Von Thomas Wagner | 02.07.2013
    "Seit einigen Jahren führen wir einen Sprachtest durch, in dem ein Patientengespräch simuliert wird. Und da gab es Fälle, dass eben ein Patient über Hühneraugen klagt und der ausländische Arzt zu einem Augenarzt schicken wollte."

    Peter Zaar ist Sprecher des Regierungspräsidiums Stuttgart, das für die Approbation aller Ärzte in Baden-Württemberg zuständig ist. Wenn er über die Ergebnisse der speziellen Deutschsprachtests für Mediziner aus dem Ausland erzählt, fallen ihm eine Fülle kurios anmutender Fallbeispiele ein:

    "Ein anderer Fall war, dass ein Patient über Durchfall klagte. Das Fallen ist dem ausländischen Prüfling im Kopf hängen geblieben."

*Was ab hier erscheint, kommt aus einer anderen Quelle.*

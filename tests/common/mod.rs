#![allow(dead_code)]

use async_trait::async_trait;
use futures::StreamExt;
use futures::channel::mpsc;
use futures::stream;
use parking_lot::Mutex;
use std::collections::{HashMap, HashSet};
use std::path::PathBuf;
use std::sync::Arc;
use std::time::Duration;

use portal_courier::browser::{
    BrowserDriver, BrowserError, BrowserResult, CaptureTab, NetworkResponse, PortalSession,
    ResponseStream, TabId, TabStream,
};
use portal_courier::conversation::ConversationMachine;
use portal_courier::gateway::{GatewayError, MessagingGateway, Outbound};
use portal_courier::session::{SessionPool, SessionRegistry};
use portal_courier::workflow::{WorkflowEngine, WorkflowSet};

pub const PORTAL_URL: &str = "http://portal.test/servicosweb/home.jsf";
pub const LANDING_URL: &str = "http://portal.test/servicosweb/debitos.jsf";
pub const PDF_BYTES: &[u8] = b"%PDF-1.4 certidao negativa";

/// What the popup opened by a capture click does
#[derive(Clone)]
pub enum TabBehavior {
    /// No tab ever opens
    Never,
    /// A tab opens and serves these responses, then stays silent
    Opens(Vec<NetworkResponse>),
}

/// How the fake browser behaves
#[derive(Clone)]
pub struct Script {
    pub fail_launch: bool,
    /// Clicks and typing on these selectors fail as missing elements
    pub missing: HashSet<String>,
    /// Any action on these selectors never completes
    pub hang_on: HashSet<String>,
    pub checked: bool,
    pub tab: TabBehavior,
    pub action_delay: Duration,
}

impl Default for Script {
    fn default() -> Self {
        Self {
            fail_launch: false,
            missing: HashSet::new(),
            hang_on: HashSet::new(),
            checked: false,
            tab: TabBehavior::Opens(vec![
                response("r1", "http://portal.test/loading.html", Some("text/html")),
                response("r2", "http://portal.test/certidao.pdf", Some("application/pdf")),
            ]),
            action_delay: Duration::ZERO,
        }
    }
}

pub fn response(id: &str, url: &str, content_type: Option<&str>) -> NetworkResponse {
    NetworkResponse {
        request_id: id.to_string(),
        url: url.to_string(),
        content_type: content_type.map(str::to_string),
        mime_type: None,
    }
}

#[derive(Default)]
pub struct Log {
    pub launches: usize,
    /// Every action, tagged with the session that ran it
    pub actions: Vec<(String, String)>,
    pub session_closes: HashMap<String, usize>,
    pub tab_closes: usize,
    pub response_watches: usize,
}

pub struct FakeDriver {
    script: Mutex<Script>,
    log: Arc<Mutex<Log>>,
}

impl FakeDriver {
    pub fn new(script: Script) -> Arc<Self> {
        Arc::new(Self {
            script: Mutex::new(script),
            log: Arc::new(Mutex::new(Log::default())),
        })
    }

    pub fn launches(&self) -> usize {
        self.log.lock().launches
    }

    pub fn actions(&self) -> Vec<(String, String)> {
        self.log.lock().actions.clone()
    }

    pub fn actions_of(&self, session: &str) -> Vec<String> {
        self.log
            .lock()
            .actions
            .iter()
            .filter(|(s, _)| s == session)
            .map(|(_, a)| a.clone())
            .collect()
    }

    pub fn closes(&self, session: &str) -> usize {
        self.log.lock().session_closes.get(session).copied().unwrap_or(0)
    }

    pub fn total_closes(&self) -> usize {
        self.log.lock().session_closes.values().sum()
    }

    pub fn tab_closes(&self) -> usize {
        self.log.lock().tab_closes
    }

    pub fn response_watches(&self) -> usize {
        self.log.lock().response_watches
    }

    pub fn has_action(&self, action: &str) -> bool {
        self.log.lock().actions.iter().any(|(_, a)| a == action)
    }
}

#[async_trait]
impl BrowserDriver for FakeDriver {
    async fn launch(&self) -> BrowserResult<Box<dyn PortalSession>> {
        let script = self.script.lock().clone();
        if script.fail_launch {
            return Err(BrowserError::LaunchFailed("no chrome in test".into()));
        }
        let id = {
            let mut log = self.log.lock();
            log.launches += 1;
            format!("session-{}", log.launches)
        };
        Ok(Box::new(FakeSession {
            id,
            script,
            log: Arc::clone(&self.log),
            url: None,
        }))
    }
}

pub struct FakeSession {
    id: String,
    script: Script,
    log: Arc<Mutex<Log>>,
    url: Option<String>,
}

impl FakeSession {
    async fn act(&self, action: String, selector: Option<&str>) -> BrowserResult<()> {
        self.log.lock().actions.push((self.id.clone(), action));
        if !self.script.action_delay.is_zero() {
            tokio::time::sleep(self.script.action_delay).await;
        }
        if let Some(selector) = selector {
            if self.script.hang_on.contains(selector) {
                std::future::pending::<()>().await;
            }
        }
        Ok(())
    }

    fn require(&self, selector: &str) -> BrowserResult<()> {
        if self.script.missing.contains(selector) {
            return Err(BrowserError::NoSuchElement {
                selector: selector.to_string(),
            });
        }
        Ok(())
    }
}

#[async_trait]
impl PortalSession for FakeSession {
    fn id(&self) -> &str {
        &self.id
    }

    async fn navigate(&mut self, url: &str) -> BrowserResult<()> {
        self.act(format!("navigate {url}"), None).await?;
        self.url = Some(url.to_string());
        Ok(())
    }

    async fn wait_for_element(&mut self, selector: &str, visible: bool) -> BrowserResult<()> {
        self.act(format!("wait {selector} visible={visible}"), Some(selector))
            .await?;
        if self.script.missing.contains(selector) {
            return Err(BrowserError::Timeout {
                what: format!("element '{selector}'"),
                after_ms: 30_000,
            });
        }
        Ok(())
    }

    async fn click(&mut self, selector: &str) -> BrowserResult<()> {
        self.act(format!("click {selector}"), Some(selector)).await?;
        self.require(selector)
    }

    async fn type_text(&mut self, selector: &str, text: &str) -> BrowserResult<()> {
        self.act(format!("type {selector} {text}"), Some(selector))
            .await?;
        self.require(selector)
    }

    async fn wait_for_navigation(&mut self) -> BrowserResult<()> {
        self.act("wait_for_navigation".into(), None).await?;
        self.url = Some(LANDING_URL.to_string());
        Ok(())
    }

    async fn read_checked(&mut self, selector: &str) -> BrowserResult<bool> {
        self.act(format!("read_checked {selector}"), Some(selector))
            .await?;
        self.require(selector)?;
        Ok(self.script.checked)
    }

    async fn current_url(&mut self) -> BrowserResult<Option<String>> {
        Ok(self.url.clone())
    }

    async fn watch_new_tabs(&mut self) -> BrowserResult<TabStream> {
        self.act("watch_new_tabs".into(), None).await?;
        Ok(match self.script.tab {
            TabBehavior::Never => stream::pending().boxed(),
            TabBehavior::Opens(_) => stream::once(async { Ok::<_, BrowserError>(TabId("tab-1".into())) })
                .chain(stream::pending())
                .boxed(),
        })
    }

    async fn open_tab(&mut self, tab: &TabId) -> BrowserResult<Box<dyn CaptureTab>> {
        self.act(format!("open_tab {}", tab.0), None).await?;
        // The popup serves its responses as soon as it is attached; only a
        // watcher armed at attach time sees them
        let (tx, rx) = mpsc::unbounded();
        if let TabBehavior::Opens(responses) = &self.script.tab {
            for response in responses {
                let _ = tx.unbounded_send(Ok(response.clone()));
            }
        }
        Ok(Box::new(FakeTab {
            attached: Some(rx.chain(stream::pending()).boxed()),
            _served: tx,
            log: Arc::clone(&self.log),
        }))
    }

    async fn close(self: Box<Self>) -> BrowserResult<()> {
        let mut log = self.log.lock();
        *log.session_closes.entry(self.id.clone()).or_default() += 1;
        Ok(())
    }
}

pub struct FakeTab {
    attached: Option<ResponseStream>,
    _served: mpsc::UnboundedSender<BrowserResult<NetworkResponse>>,
    log: Arc<Mutex<Log>>,
}

#[async_trait]
impl CaptureTab for FakeTab {
    async fn bring_to_front(&mut self) -> BrowserResult<()> {
        Ok(())
    }

    async fn watch_responses(&mut self) -> BrowserResult<ResponseStream> {
        self.log.lock().response_watches += 1;
        Ok(self
            .attached
            .take()
            .unwrap_or_else(|| stream::pending().boxed()))
    }

    async fn read_body(&mut self, response: &NetworkResponse) -> BrowserResult<Vec<u8>> {
        if response.url.ends_with(".pdf") {
            Ok(PDF_BYTES.to_vec())
        } else {
            Ok(b"<html></html>".to_vec())
        }
    }

    async fn close(self: Box<Self>) -> BrowserResult<()> {
        self.log.lock().tab_closes += 1;
        Ok(())
    }
}

/// A document as the gateway saw it at send time
#[derive(Debug, Clone)]
pub struct SentDocument {
    pub path: PathBuf,
    pub file_name: String,
    pub mime_type: String,
    pub caption: Option<String>,
    pub bytes: Vec<u8>,
}

#[derive(Debug, Clone)]
pub enum Sent {
    Text(String),
    Document(SentDocument),
}

#[derive(Default)]
pub struct RecordingGateway {
    sent: Mutex<Vec<(String, Sent)>>,
    fail_documents: Mutex<bool>,
}

impl RecordingGateway {
    pub fn new() -> Arc<Self> {
        Arc::new(Self::default())
    }

    pub fn fail_documents(&self) {
        *self.fail_documents.lock() = true;
    }

    pub fn sent_to(&self, conversation: &str) -> Vec<Sent> {
        self.sent
            .lock()
            .iter()
            .filter(|(c, _)| c == conversation)
            .map(|(_, s)| s.clone())
            .collect()
    }

    pub fn texts_to(&self, conversation: &str) -> Vec<String> {
        self.sent_to(conversation)
            .into_iter()
            .filter_map(|s| match s {
                Sent::Text(text) => Some(text),
                Sent::Document(_) => None,
            })
            .collect()
    }

    pub fn last_text_to(&self, conversation: &str) -> Option<String> {
        self.texts_to(conversation).pop()
    }

    pub fn documents_to(&self, conversation: &str) -> Vec<SentDocument> {
        self.sent_to(conversation)
            .into_iter()
            .filter_map(|s| match s {
                Sent::Document(doc) => Some(doc),
                Sent::Text(_) => None,
            })
            .collect()
    }
}

#[async_trait]
impl MessagingGateway for RecordingGateway {
    async fn send(&self, conversation_id: &str, content: Outbound) -> Result<(), GatewayError> {
        let sent = match content {
            Outbound::Text(text) => Sent::Text(text),
            Outbound::Document(attachment) => {
                let bytes = std::fs::read(&attachment.path)?;
                let doc = SentDocument {
                    path: attachment.path,
                    file_name: attachment.file_name,
                    mime_type: attachment.mime_type,
                    caption: attachment.caption,
                    bytes,
                };
                if *self.fail_documents.lock() {
                    self.sent
                        .lock()
                        .push((conversation_id.to_string(), Sent::Document(doc)));
                    return Err(GatewayError::Transport("upload rejected".into()));
                }
                Sent::Document(doc)
            }
        };
        self.sent.lock().push((conversation_id.to_string(), sent));
        Ok(())
    }
}

pub struct Harness {
    pub driver: Arc<FakeDriver>,
    pub gateway: Arc<RecordingGateway>,
    pub registry: Arc<SessionRegistry>,
    pub engine: Arc<WorkflowEngine>,
    pub machine: Arc<ConversationMachine>,
}

impl Harness {
    pub fn new(script: Script) -> Self {
        Self::with_pool(script, 4)
    }

    pub fn with_pool(script: Script, max_sessions: usize) -> Self {
        let driver = FakeDriver::new(script);
        let gateway = RecordingGateway::new();
        let registry = SessionRegistry::new(Duration::from_secs(900));
        let engine = Arc::new(WorkflowEngine::new(
            driver.clone(),
            SessionPool::new(max_sessions),
            PORTAL_URL,
            Duration::from_secs(10),
        ));
        let machine = Arc::new(ConversationMachine::new(
            Arc::clone(&registry),
            Arc::clone(&engine),
            gateway.clone(),
            Arc::new(WorkflowSet::default()),
        ));
        Self {
            driver,
            gateway,
            registry,
            engine,
            machine,
        }
    }

    pub async fn say(&self, conversation: &str, text: &str) {
        self.machine.handle(conversation, text).await;
    }

    pub async fn say_all(&self, conversation: &str, texts: &[&str]) {
        for text in texts {
            self.say(conversation, text).await;
        }
    }
}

    Also ab mit dem Patienten zum Unfallchirogen oder zum Orthopäden. Man könnte darüber schmunzeln. Doch die Sache ist dafür viel zu ernst: Weil viele Ärzte aus dem Ausland häufig nur unzureichende Deutschkenntnisse mitbringen, hat Baden-Württemberg als erstes Bundesland spezielle Spracheingangstests eingeführt, die in einem fingierten Patientengespräch bestehen. Acht weitere Bundesländer haben sich dieser Praxis angeschlossen. Nach einem jüngsten Beschluss der Gesundheitsminister aller Bundesländer sollen solche Deutschtests bundeseinheitlich zur Regel werden. Denn, so Peter Zaar vom Regierungspräsidium Stuttgart:

    "Wir hatten immer wieder Rückmeldungen bekommen vor allem aus Kliniken, die uns immer wieder gesagt haben: Die Leute, die ihr uns geschickt habt, die sprechen so schlecht Deutsch, die kann man alleine gar nicht auf den Patienten loslassen."

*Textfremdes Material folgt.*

// Shared helpers for browser actions and configuration checks
pub mod constants;
mod timeout;
mod wait_for_element;

pub use timeout::{duration_ms, validate_interaction_timeout, validate_navigation_timeout};
pub use wait_for_element::wait_for_element;
//! User-facing messages
//!
//! The portal serves Brazilian taxpayers, so everything the user reads is in
//! Portuguese.

pub const CATEGORY_MENU: &str = "Olá! Por qual tipo de dado você gostaria de acessar?\n\
1. Código de Cadastro (IPTU)\n\
2. CPF (Contribuinte)";

pub const PROPERTY_CODE_PROMPT: &str = "Certo! Por favor, informe o Código de Cadastro do imóvel.";

pub const TAX_ID_PROMPT: &str = "Ok! Por favor, informe o número do seu CPF (somente números).";

pub const INVALID_CATEGORY: &str =
    "Opção inválida. Por favor, digite \"1\" para Código de Cadastro ou \"2\" para CPF.";

pub const INVALID_TAX_ID: &str = "CPF inválido. Por favor, digite apenas os 11 números do CPF.";

pub const PROPERTY_LOGIN_OK: &str = "✅ Código de cadastro preenchido no site com sucesso para IPTU! \
Você está logado no ambiente de IPTU.";

pub const PROPERTY_LOGIN_FAILED: &str =
    "❌ Erro ao preencher o código de cadastro no site para IPTU. Por favor, tente novamente.";

pub const TAXPAYER_MENU: &str = "✅ CPF preenchido no site com sucesso para Contribuinte! \
Por favor, escolha uma opção:\n\
1. Débitos em Aberto\n\
2. Certidão Negativa de Débitos";

pub const TAXPAYER_LOGIN_FAILED: &str =
    "❌ Erro ao preencher o CPF no site para Contribuinte. Por favor, tente novamente.";

pub const INVALID_TAXPAYER_ACTION: &str = "Opção inválida. Por favor, digite \"1\" para \
\"Débitos em Aberto\" ou \"2\" para \"Certidão Negativa de Débitos\".";

pub const DEBTS_OPENED: &str = "Abrimos a tela de \"DÉBITOS EM ABERTO\" no portal.";

pub const CERTIFICATE_CAPTION: &str = "Sua certidão negativa de débitos está aqui!";

pub const CERTIFICATE_SENT: &str =
    "✅ Sua certidão negativa de débitos foi gerada e enviada para você!";

pub const CERTIFICATE_NOT_GENERATED: &str =
    "❌ Não foi possível gerar ou encontrar a certidão PDF.";

pub const DELIVERY_FAILED: &str = "❌ Ocorreu um erro ao enviar a certidão pelo WhatsApp.";

pub const ACTION_FAILED: &str =
    "❌ Ocorreu um erro ao tentar acessar a opção. Por favor, tente novamente.";

pub const SESSION_LOST: &str =
    "❌ Parece que a sessão do navegador foi perdida. Por favor, comece novamente.";

pub const POOL_EXHAUSTED: &str =
    "⏳ Muitos atendimentos em andamento no momento. Por favor, tente novamente em alguns minutos.";

pub const BROWSER_UNAVAILABLE: &str =
    "❌ O navegador não pôde ser iniciado no servidor. Por favor, tente novamente mais tarde.";

pub const CANCELLED: &str = "Operação cancelada.";

pub const HELP: &str =
    "Não entendi. Por favor, siga as instruções ou digite \"reset\" para recomeçar.";

pub const RESET_DONE: &str = "Sessão resetada. Por favor, comece novamente.";

pub fn property_code_ack(code: &str) -> String {
    format!("Recebi o código: {code}. Tentando preencher o site para IPTU...")
}

pub fn tax_id_ack(tax_id: &str) -> String {
    format!("Recebi o CPF: {tax_id}. Tentando preencher o site para Contribuinte...")
}

/// Invalid CPF reply, quoting what the user typed when there was something
pub fn invalid_tax_id(echo: Option<&str>) -> String {
    match echo.filter(|value| !value.is_empty()) {
        Some(value) => format!("{INVALID_TAX_ID}\nRecebido: {value}"),
        None => INVALID_TAX_ID.to_string(),
    }
}

pub fn debts_opened(landing_url: Option<&str>) -> String {
    match landing_url {
        Some(url) => format!("{DEBTS_OPENED}\nEndereço: {url}"),
        None => DEBTS_OPENED.to_string(),
    }
}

    Was auch damit zu tun hat, dass der Anteil ausländischer Ärzte ständig steigt, weil kurioserweise immer mehr deutsche Ärzte, unzufrieden mit Bezahlung und Arbeitsbedingungen hiezulande, ins Ausland gehen. Unter den 3000 Approbationen und Arbeitserlaubnissen, die das Regierungspräsidium als dafür zuständige Behörde pro Jahr in Baden-Württemberg ausstellt, gehen über die Hälfte an Bewerber aus dem Ausland. Die müssen zwar, wenn sie in Deutschland um einen Job nachsuchen, das sogenannte B-2-Diplom für grundlegende deutsche Sprachkenntnisse nachweisen. Das reicht zum Bierholen und Brot einkaufen völlig aus. Für den medizinischen Sprechstundenalltag braucht's aber deutlich mehr, betont Oliver Erens von der Landesärztekammer Baden-Württemberg:

    "Vielfach geht es nicht nur darum, die täglichen Besorgungen und Nöte auszudrücken. Sondern es geht um die medizinische Fachsprache. Der Arzt kommuniziert nicht nur mit dem Patienten. Sondern er kommuniziert auch mit seinen Kollegen und dem Pflegepersonal. Und hier ist eine besondere Sprache notwendig. Und das Sprachniveau ist wesentlich höher, wenn es beispielsweise um Aufklärung geht und um interdisziplinäre Fachgespräche. All das erfordert, dass der Arzt mehr kann, als nur im Restaurant was bestellen oder im Supermarkt einkaufen.""

    Soweit die Notwendigkeit im medizinischen Alltag. Die Praxis dagegen sieht anders aus. Peter Zaar über die Ergebnisse der jüngsten Sprachprüfung für Mediziner:

    "20 Prozent, also jeder fünfte Arzt, der vorgesprochen hat, hat diese Deutschprüfung nicht bestanden und wurde dann eben nochmals aufgefordert, sein Deutsch nachzubearbeiten."

    Weil sich der Ärztemangel bundesweit eher noch verschärfen wird, müssten vor allem auch Kliniken als Arbeitgeber der Ärzte aus dem Ausland über eine Lösung des Problems nachdenken, glaubt Peter Zaar vom Regierungspräsidium Stuttgart:

    "Es wäre dann auch schön, wenn die Krankenhäuser den entsprechenden Ärzten Sprachkurse finanzieren. Sie sind ja dann auf ausländische Mitarbeiter angewiesen. Aber wie gesagt: Es wäre wichtig, dass die Leute nicht erst hier die Erkenntnis bekommen, dass einfach ein sehr gutes deutsches Sprachniveau verlangt wird."

    Vokabeln lernen müssen aber auch die deutschen Mediziner, wenn sie ihrerseits ins Ausland gehen. Oliver Erens von der Landesärztekammer Baden-Württemberg:

    "Wenn es ins innereuropäische Ausland geht, wie beispielsweise in skandinavische Länder, dann sind dort ähnliche Anforderungen, wie wenn einer aus dem Ausland zu uns kommt. Denn es ist wichtig, dass ein fachsprachliches hohes Niveau erreicht wird, das eine Kommunikation mit den Patienten und den ärztlichen Kollegen ermöglicht."